Task details —
Check every line of the data below for "addr". Copy each one that has it.

Dataset entries —
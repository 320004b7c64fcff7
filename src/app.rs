/*
 * Responsibility
 * - Config loading → dependency construction → Router assembly
 * - Router-level middleware (http / cors / security headers)
 * - Start with axum::serve()
 */
use std::{panic, process};

use anyhow::{Context, Result};
use axum::Router;
use tracing_subscriber::{layer::SubscriberExt, util::SubscriberInitExt};

use crate::api;
use crate::config::Config;
use crate::middleware::{cors, http, security_headers};
use crate::services::factory;
use crate::state::AppState;

fn init_tracing() {
    // RUST_LOG wins if set, e.g. RUST_LOG=info,image3d_proxy=debug,tower_http=debug
    let filter = tracing_subscriber::EnvFilter::try_from_default_env()
        .unwrap_or_else(|_| tracing_subscriber::EnvFilter::new("info,tower_http=info"));

    tracing_subscriber::registry()
        .with(filter)
        .with(tracing_subscriber::fmt::layer())
        .init();
}

fn init_panic_hook(abort_on_panic: bool) {
    let default_hook = panic::take_hook();

    panic::set_hook(Box::new(move |info| {
        // Surface panics via tracing so they are not lost when stderr is hidden.
        tracing::error!(?info, "panic");

        // Development: crash the whole process so it gets noticed.
        if abort_on_panic {
            process::abort();
        } else {
            default_hook(info);
        }
    }))
}

pub async fn run() -> Result<()> {
    init_tracing();
    let config = Config::from_env().context("failed to load configuration")?;
    init_panic_hook(!config.app_env.is_production());

    tracing::info!(
        "starting image3d-proxy in {:?} mode on {} (models in {})",
        config.app_env,
        config.addr,
        config.model_dir.display()
    );

    let state = build_state(&config).await?;
    let app = build_router(state, &config);

    let listener = tokio::net::TcpListener::bind(config.addr)
        .await
        .with_context(|| format!("failed to bind {}", config.addr))?;
    axum::serve(listener, app)
        .with_graceful_shutdown(shutdown_signal())
        .await
        .context("server error")?;

    tracing::info!("server stopped");
    Ok(())
}

pub async fn build_state(config: &Config) -> Result<AppState> {
    let verifier = factory::build_token_verifier(config);
    let store = factory::build_artifact_store(config)
        .await
        .context("failed to open artifact store")?;
    let provider =
        factory::build_model_provider(config).context("failed to build provider client")?;

    Ok(AppState::new(verifier, store, provider))
}

pub fn build_router(state: AppState, config: &Config) -> Router {
    let router = api::routes(state.clone()).with_state(state);

    let router = security_headers::apply(router);
    let router = cors::apply(router, config);
    http::apply(router, config)
}

async fn shutdown_signal() {
    if let Err(err) = tokio::signal::ctrl_c().await {
        tracing::error!(error = %err, "failed to listen for shutdown signal");
        std::future::pending::<()>().await;
    }
    tracing::info!("shutdown signal received");
}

Exercise answer —
        config.addr,
    let listener = tokio::net::TcpListener::bind(config.addr)
        .with_context(|| format!("failed to bind {}", config.addr))?;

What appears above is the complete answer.